If there is an uncleared float above an element which is being displayed as a block-level element, the clear property automatically increases the top margin of that element enough so that its top border edge will be below the bottom margin edge of elements floated in the direction specified by the value of the clear property. You can clear left floated elements, right floated elements, both, or none. And the values for the clear property of "left", "right", "both", and "none" reflect that.

The tricky thing is that if the clear property is actively increasing the top margin of an element, setting its top margin won't have any effect unless you set it to be enough to clear the float without the clear property. It's even trickier when you have a child or following sibling element whose top margin is collapsing with that of an element whose clear property is actively increasing the top margin of an element.
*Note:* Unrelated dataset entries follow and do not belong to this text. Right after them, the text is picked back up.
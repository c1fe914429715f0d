//! Plan execution and delegation.
//!
//! Drives a plan produced by `motive-planner` against the real world:
//! preconditions are re-checked against actual state before every step,
//! and any divergence between an action's belief and its real effect is
//! recovered by re-planning. Action bodies may hand off bounded subtasks
//! to the reasoning backend through the dispatcher.

use thiserror::Error;

pub mod context;
pub mod dispatcher;
pub mod executor;
pub mod tools;

pub use context::{ExecutionContext, PromptScope, ScopeSettings};
pub use dispatcher::{delegate, DelegationError};
pub use executor::Executor;
pub use tools::{ToolError, ToolRegistry, ToolSpec};

/// Terminal outcomes of a run. Execution-time trouble (a failed body, a
/// stale precondition) is recovered internally by re-planning; only these
/// reach the caller.
#[derive(Error, Debug)]
pub enum AgentError {
    #[error("no action sequence reaches the goal")]
    Unreachable,

    #[error("iteration budget exhausted before the goal was reached")]
    MaxIterationsExceeded,

    #[error("run cancelled")]
    Cancelled,
}
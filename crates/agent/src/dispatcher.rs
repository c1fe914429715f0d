//! Subtask dispatcher: bounded hand-off of work to the reasoning backend.
//!
//! An action body calls [`delegate`] with an instruction and a restricted
//! tool set, suspends until the backend produces a single final answer,
//! and resumes with it. The backend owns the reasoning; this side owns
//! argument validation, tool invocation, the iteration budget, and the
//! scope swap-and-restore.

use serde_json::Value;
use thiserror::Error;
use tracing::{debug, warn};

use motive_planner::ActionError;
use motive_provider::{ChatParams, Message, ToolCallDef, ToolChoice};

use crate::context::{ExecutionContext, PromptScope};
use crate::tools::ToolRegistry;

const SUBTASK_PROMPT: &str = "You are completing a bounded subtask on behalf of a running action. \
    Use the available tools to carry out the instruction, then reply with the final result and \
    nothing else.";

/// Delegation failures. The owning action treats these as ordinary action
/// failure; the executor recovers by re-planning.
#[derive(Error, Debug)]
pub enum DelegationError {
    #[error("delegation budget exhausted after {0} iterations")]
    BudgetExhausted(u32),

    #[error("invalid arguments for tool '{tool}': {reason}")]
    InvalidArguments { tool: String, reason: String },

    #[error("tool '{tool}' failed: {message}")]
    Tool { tool: String, message: String },

    #[error("provider: {0}")]
    Provider(String),

    #[error("a delegation is already outstanding for this action")]
    Busy,
}

impl From<DelegationError> for ActionError {
    fn from(err: DelegationError) -> Self {
        ActionError::new(err.to_string())
    }
}

/// Hand `instruction` to the backend with `tools` as the only callable
/// surface, and block until it answers or runs out of budget.
///
/// At most one delegation may be outstanding per action body. The prompt
/// scope is swapped to the subtask's for the duration of the call and
/// restored on both exit paths.
pub async fn delegate(
    ctx: &ExecutionContext,
    instruction: &str,
    tools: &ToolRegistry,
) -> Result<String, DelegationError> {
    let _gate = ctx
        .delegation_gate
        .try_lock()
        .map_err(|_| DelegationError::Busy)?;

    debug!(instruction, tools = ?tools.names(), "delegating subtask");

    let prior = {
        let mut scope = ctx.scope().await;
        let mut subtask = PromptScope::new("subtask", SUBTASK_PROMPT);
        subtask.messages.push(Message::user(instruction));
        std::mem::replace(&mut *scope, subtask)
    };

    let result = run_tool_loop(ctx, tools).await;

    {
        let mut scope = ctx.scope().await;
        *scope = prior;
    }

    match &result {
        Ok(answer) => debug!(answer, "delegation finished"),
        Err(err) => warn!(error = %err, "delegation failed"),
    }
    result
}

/// The exchange with the backend: offer the tools, execute what it calls,
/// feed results back, stop at its first tool-free reply.
async fn run_tool_loop(
    ctx: &ExecutionContext,
    tools: &ToolRegistry,
) -> Result<String, DelegationError> {
    let definitions = tools.definitions();
    let budget = ctx.settings().max_iterations;

    for _ in 0..budget {
        let params = ChatParams {
            model: ctx.settings().model.clone(),
            messages: ctx.scope().await.messages.clone(),
            tools: definitions.clone(),
            tool_choice: ToolChoice::Auto,
            ..Default::default()
        };

        let response = ctx
            .provider()
            .chat(params)
            .await
            .map_err(|e| DelegationError::Provider(e.to_string()))?;

        if !response.has_tool_calls() {
            return Ok(response.content.unwrap_or_default());
        }

        {
            let mut scope = ctx.scope().await;
            let mut msg = Message::assistant(response.content.clone().unwrap_or_default());
            msg.tool_calls = Some(
                response
                    .tool_calls
                    .iter()
                    .map(|tc| ToolCallDef::new(&tc.id, &tc.name, tc.arguments.clone()))
                    .collect(),
            );
            scope.messages.push(msg);
        }

        for call in &response.tool_calls {
            let spec = tools.get(&call.name).ok_or_else(|| DelegationError::Tool {
                tool: call.name.clone(),
                message: "unknown tool".to_string(),
            })?;

            validate_arguments(&call.name, &spec.schema(), &call.arguments)?;

            debug!(tool = %call.name, args = %call.arguments, "invoking tool");
            let output =
                spec.invoke(call.arguments.clone())
                    .await
                    .map_err(|e| DelegationError::Tool {
                        tool: call.name.clone(),
                        message: e.to_string(),
                    })?;

            ctx.scope()
                .await
                .messages
                .push(Message::tool(&call.id, &call.name, output));
        }
    }

    Err(DelegationError::BudgetExhausted(budget))
}

/// Structural check of `args` against the tool's object schema: required
/// properties must be present and declared primitive types must match.
/// Tools still deserialize their own arguments; this catches backend
/// mistakes before any tool code runs.
fn validate_arguments(tool: &str, schema: &Value, args: &Value) -> Result<(), DelegationError> {
    let invalid = |reason: String| DelegationError::InvalidArguments {
        tool: tool.to_string(),
        reason,
    };

    let Some(object) = args.as_object() else {
        return Err(invalid("arguments are not an object".to_string()));
    };

    if let Some(required) = schema["required"].as_array() {
        for field in required.iter().filter_map(|f| f.as_str()) {
            if !object.contains_key(field) {
                return Err(invalid(format!("missing required field '{}'", field)));
            }
        }
    }

    if let Some(properties) = schema["properties"].as_object() {
        for (field, value) in object {
            let Some(expected) = properties.get(field).and_then(|p| p["type"].as_str()) else {
                continue;
            };
            let matches = match expected {
                "string" => value.is_string(),
                "integer" => value.is_i64() || value.is_u64(),
                "number" => value.is_number(),
                "boolean" => value.is_boolean(),
                "array" => value.is_array(),
                "object" => value.is_object(),
                _ => true,
            };
            if !matches {
                return Err(invalid(format!(
                    "field '{}' should be of type {}",
                    field, expected
                )));
            }
        }
    }

    Ok(())
}
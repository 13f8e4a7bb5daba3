//! Stateful container editor.
//!
//! ```
//! use dxcontainer::{ContainerBuilder, PART_DEBUG_NAME, PART_PRIVATE_DATA, PART_STATISTICS};
//!
//! let mut b = ContainerBuilder::new();
//! b.add(PART_DEBUG_NAME, b"foo".to_vec())?;
//! b.add(PART_PRIVATE_DATA, b"x".to_vec())?;
//! b.add(PART_STATISTICS, b"y".to_vec())?;   // lands before PRIV
//! let out = b.serialize()?;
//!
//! let parsed = dxcontainer::container::parse(&out.bytes)?;
//! assert_eq!(parsed.parts.last().unwrap().tag, PART_PRIVATE_DATA);
//! # Ok::<(), dxcontainer::ContainerError>(())
//! ```
//!
//! # Stages
//! `Empty → Populated → Serialized`.  `load` is only accepted while Empty;
//! the first successful `load`, `add` or `remove` moves to Populated.  After
//! `serialize` the part list is frozen: further edits fail with
//! `InvalidState`, while repeated `serialize` calls return the same output.
//! Serializing an Empty builder is allowed and goes straight to Serialized,
//! producing a header-only container.
//!
//! # Ordering
//! Tags are unique and a `PRIV` part is always last.  Parts added while one
//! is present are inserted directly in front of it.  `load` moves a `PRIV`
//! part that a foreign tool left mid-container to the end.

use std::collections::HashSet;
use std::fmt;
use std::io::Write;

use serde::Serialize;
use tracing::{debug, warn};

use crate::container::{self, Layout};
use crate::error::ContainerError;
use crate::fourcc::{FourCC, PART_PRIVATE_DATA, PART_ROOT_SIGNATURE};
use crate::hash::{self, ContainerHasher, HashFunction, StandardHasher};
use crate::header::DIGEST_LEN;
use crate::part::{Part, PART_HEADER_SIZE};
use crate::validator::{ValidationMode, ValidationOutcome, Validator};

// ── Options ──────────────────────────────────────────────────────────────────

/// Configuration for [`ContainerBuilder::with_options`].
#[derive(Debug, Clone, Default)]
pub struct BuilderOptions {
    /// Used when no hash function was detected on load (or nothing was loaded).
    pub default_hash: HashFunction,
}

// ── Stage ────────────────────────────────────────────────────────────────────

#[derive(Debug, Clone, Copy, PartialEq, Eq)]
pub enum Stage {
    Empty,
    Populated,
    Serialized,
}

// ── Output ───────────────────────────────────────────────────────────────────

/// Everything the validator said during `serialize`.
#[derive(Debug, Clone, Default, PartialEq, Eq, Serialize)]
pub struct Diagnostics {
    /// `None` when no validation was required.
    pub validation: Option<ValidationOutcome>,
}

impl Diagnostics {
    /// `true` if the validator ran and rejected the container.
    pub fn validation_failed(&self) -> bool {
        self.validation.as_ref().is_some_and(|v| !v.success)
    }

    pub fn errors(&self) -> &str {
        self.validation.as_ref().map_or("", |v| v.errors.as_str())
    }

    pub fn warnings(&self) -> &str {
        self.validation.as_ref().map_or("", |v| v.warnings.as_str())
    }
}

/// Result of [`ContainerBuilder::serialize`].
///
/// When validation failed, `bytes` is structurally complete but its digest
/// field is all zeros and `hash` is `None`.
#[derive(Debug, Clone)]
pub struct SerializedContainer {
    pub bytes:       Vec<u8>,
    pub diagnostics: Diagnostics,
    pub hash:        Option<HashFunction>,
}

impl SerializedContainer {
    pub fn is_hashed(&self) -> bool {
        self.hash.is_some()
    }
}

// ── Builder ──────────────────────────────────────────────────────────────────

pub struct ContainerBuilder {
    parts:            Vec<Part>,
    stage:            Stage,
    needs_validation: bool,
    has_private_data: bool,
    detected_hash:    Option<HashFunction>,
    options:          BuilderOptions,
    hasher:           Box<dyn ContainerHasher>,
    validator:        Option<Box<dyn Validator>>,
}

impl fmt::Debug for ContainerBuilder {
    fn fmt(&self, f: &mut fmt::Formatter<'_>) -> fmt::Result {
        f.debug_struct("ContainerBuilder")
            .field("parts", &self.parts.iter().map(|p| p.tag).collect::<Vec<_>>())
            .field("stage", &self.stage)
            .field("needs_validation", &self.needs_validation)
            .field("has_private_data", &self.has_private_data)
            .field("detected_hash", &self.detected_hash)
            .field("has_validator", &self.validator.is_some())
            .finish_non_exhaustive()
    }
}

impl Default for ContainerBuilder {
    fn default() -> Self {
        Self::new()
    }
}

impl ContainerBuilder {
    // ── Constructors ─────────────────────────────────────────────────────────

    pub fn new() -> Self {
        Self::with_options(BuilderOptions::default())
    }

    pub fn with_options(options: BuilderOptions) -> Self {
        Self {
            parts:            Vec::new(),
            stage:            Stage::Empty,
            needs_validation: false,
            has_private_data: false,
            detected_hash:    None,
            options,
            hasher:           Box::new(StandardHasher),
            validator:        None,
        }
    }

    /// `new()` followed by [`load`](Self::load).
    pub fn from_bytes(bytes: &[u8]) -> Result<Self, ContainerError> {
        let mut b = Self::new();
        b.load(bytes)?;
        Ok(b)
    }

    pub fn with_validator(mut self, validator: impl Validator + 'static) -> Self {
        self.validator = Some(Box::new(validator));
        self
    }

    pub fn with_hasher(mut self, hasher: impl ContainerHasher + 'static) -> Self {
        self.hasher = Box::new(hasher);
        self
    }

    // ── Accessors ────────────────────────────────────────────────────────────

    pub fn parts(&self) -> &[Part] {
        &self.parts
    }

    pub fn part(&self, tag: FourCC) -> Option<&Part> {
        self.parts.iter().find(|p| p.tag == tag)
    }

    pub fn contains(&self, tag: FourCC) -> bool {
        self.part(tag).is_some()
    }

    pub fn len(&self) -> usize {
        self.parts.len()
    }

    pub fn is_empty(&self) -> bool {
        self.parts.is_empty()
    }

    pub fn stage(&self) -> Stage {
        self.stage
    }

    pub fn needs_validation(&self) -> bool {
        self.needs_validation
    }

    pub fn has_private_data(&self) -> bool {
        self.has_private_data
    }

    pub fn detected_hash(&self) -> Option<HashFunction> {
        self.detected_hash
    }

    pub fn layout(&self) -> Layout {
        container::layout(&self.parts)
    }

    // ── Load ─────────────────────────────────────────────────────────────────

    /// Take ownership of every part in `bytes` and detect which hash function
    /// stamped its digest.
    ///
    /// Part order is preserved except that a `PRIV` part is moved to the end.
    /// A container repeating a tag is rejected with `DuplicateTag` and the
    /// builder stays Empty.
    pub fn load(&mut self, bytes: &[u8]) -> Result<(), ContainerError> {
        if self.stage != Stage::Empty {
            return Err(ContainerError::InvalidState("load requires an empty builder"));
        }
        let parsed = container::parse(bytes)?;

        let mut seen = HashSet::with_capacity(parsed.parts.len());
        if let Some(dup) = parsed.parts.iter().find(|p| !seen.insert(p.tag)) {
            return Err(ContainerError::DuplicateTag(dup.tag));
        }

        let mut parts: Vec<Part> = parsed.parts.iter().map(|p| p.to_owned_part()).collect();
        if let Some(at) = parts.iter().position(|p| p.tag == PART_PRIVATE_DATA) {
            if at + 1 != parts.len() {
                debug!(index = at, parts = parts.len(), "moving {PART_PRIVATE_DATA} part to the end");
                let private = parts.remove(at);
                parts.push(private);
            }
        }

        self.parts = parts;
        self.has_private_data = self.contains(PART_PRIVATE_DATA);
        self.detected_hash = hash::detect_hash_function(self.hasher.as_ref(), bytes);
        self.stage = Stage::Populated;

        match self.detected_hash {
            Some(func) => debug!(parts = self.parts.len(), hash = func.name(), "loaded container"),
            None => warn!(
                parts = self.parts.len(),
                digest = %hex::encode(parsed.header.digest),
                "loaded container with unrecognised digest; default hash will be used"
            ),
        }
        Ok(())
    }

    // ── Edit ─────────────────────────────────────────────────────────────────

    /// Add a part from the mutable allow-list.
    ///
    /// Fails with `InvalidArgument` if `tag` is not mutable or `content` is
    /// itself a whole container, and with `DuplicateTag` if `tag` is present.
    /// State is untouched on failure.
    pub fn add(&mut self, tag: FourCC, content: Vec<u8>) -> Result<(), ContainerError> {
        check_mutable(tag)?;
        self.check_editable()?;
        if container::is_container(&content) {
            return Err(ContainerError::InvalidArgument(format!(
                "content for {tag} is a complete container; add its parts instead"
            )));
        }
        if self.contains(tag) {
            return Err(ContainerError::DuplicateTag(tag));
        }
        let grown = self.layout().total_size
            + (container::OFFSET_ENTRY_SIZE + PART_HEADER_SIZE + content.len()) as u64;
        if grown > u32::MAX as u64 {
            return Err(ContainerError::InvalidArgument(format!(
                "adding {} bytes for {tag} would exceed the 4 GiB container limit",
                content.len()
            )));
        }

        let size = content.len();
        let part = Part::new(tag, content);
        match self.parts.iter().position(|p| p.tag == PART_PRIVATE_DATA) {
            Some(at) => self.parts.insert(at, part),
            None => self.parts.push(part),
        }
        if tag == PART_ROOT_SIGNATURE {
            self.needs_validation = true;
        }
        if tag == PART_PRIVATE_DATA {
            self.has_private_data = true;
        }
        self.stage = Stage::Populated;
        debug!(%tag, size, parts = self.parts.len(), "added part");
        Ok(())
    }

    /// Remove a part from the mutable allow-list.
    pub fn remove(&mut self, tag: FourCC) -> Result<(), ContainerError> {
        check_mutable(tag)?;
        self.check_editable()?;
        let idx = self
            .parts
            .iter()
            .position(|p| p.tag == tag)
            .ok_or(ContainerError::MissingPart(tag))?;

        self.parts.remove(idx);
        self.has_private_data = self.contains(PART_PRIVATE_DATA);
        self.stage = Stage::Populated;
        debug!(%tag, parts = self.parts.len(), "removed part");
        Ok(())
    }

    fn check_editable(&self) -> Result<(), ContainerError> {
        if self.stage == Stage::Serialized {
            return Err(ContainerError::InvalidState("container has already been serialized"));
        }
        Ok(())
    }

    // ── Serialize ────────────────────────────────────────────────────────────

    /// Lay out and write the container, validate it if a root signature was
    /// added, then stamp the digest.
    ///
    /// A validator that rejects the container does not make this fail: the
    /// zero-digest bytes come back together with the validator's report.
    /// A missing or broken validator is `ValidatorUnavailable`.
    pub fn serialize(&mut self) -> Result<SerializedContainer, ContainerError> {
        let out = self.render()?;
        self.stage = Stage::Serialized;
        Ok(out)
    }

    /// [`serialize`](Self::serialize), then write the bytes to `sink`.  The
    /// stage only advances once the sink accepted everything.
    pub fn serialize_to<W: Write>(&mut self, mut sink: W) -> Result<SerializedContainer, ContainerError> {
        let out = self.render()?;
        sink.write_all(&out.bytes)?;
        sink.flush()?;
        self.stage = Stage::Serialized;
        Ok(out)
    }

    fn render(&self) -> Result<SerializedContainer, ContainerError> {
        let layout = self.layout();
        let mut bytes = container::write_to_vec(&self.parts, &layout, &[0u8; DIGEST_LEN])?;
        let mut diagnostics = Diagnostics::default();

        if self.needs_validation {
            let validator = self.validator.as_deref().ok_or_else(|| {
                ContainerError::ValidatorUnavailable(format!(
                    "{PART_ROOT_SIGNATURE} part requires validation but no validator is attached"
                ))
            })?;
            let outcome = validator
                .validate(&bytes, ValidationMode::RootSignatureOnly)
                .map_err(|e| ContainerError::ValidatorUnavailable(e.0))?;
            if !outcome.warnings.is_empty() {
                warn!(warnings = %outcome.warnings, "root signature validation warnings");
            }
            let passed = outcome.success;
            diagnostics.validation = Some(outcome);

            if !passed {
                warn!(errors = %diagnostics.errors(), "root signature validation failed; digest left unset");
                return Ok(SerializedContainer { bytes, diagnostics, hash: None });
            }
        }

        let func = self.detected_hash.unwrap_or(self.options.default_hash);
        let digest = hash::compute_digest(self.hasher.as_ref(), func, &bytes);
        container::patch_digest(&mut bytes, &digest);

        debug!(
            parts = self.parts.len(),
            total_size = layout.total_size,
            hash = func.name(),
            "serialized container"
        );
        Ok(SerializedContainer { bytes, diagnostics, hash: Some(func) })
    }
}

fn check_mutable(tag: FourCC) -> Result<(), ContainerError> {
    if !tag.is_mutable() {
        return Err(ContainerError::InvalidArgument(format!(
            "part {tag} cannot be added or removed"
        )));
    }
    Ok(())
}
In that case the same thing happens if you don't do something to prevent the margin from collapsing, e.g. add some top padding or a top border to the element with the clear property.

Demonstrations

IE4-7/Win and versions of Opera before 9.0 display the first example incorrectly. Firefox, NS6.0-7.2, Safari, Opera 9+, iCab 3, and IE5/Mac display this correctly.

Example 1

A floated element.
This element has a top margin and is the first (and only) child of an element that has clear:both. Its parent has no top padding and no top border.

Example 2

A floated element.
This element has a top margin and is the first (and only) child of an element that has clear:both. Its parent has some top padding to prevent the top margins from collapsing.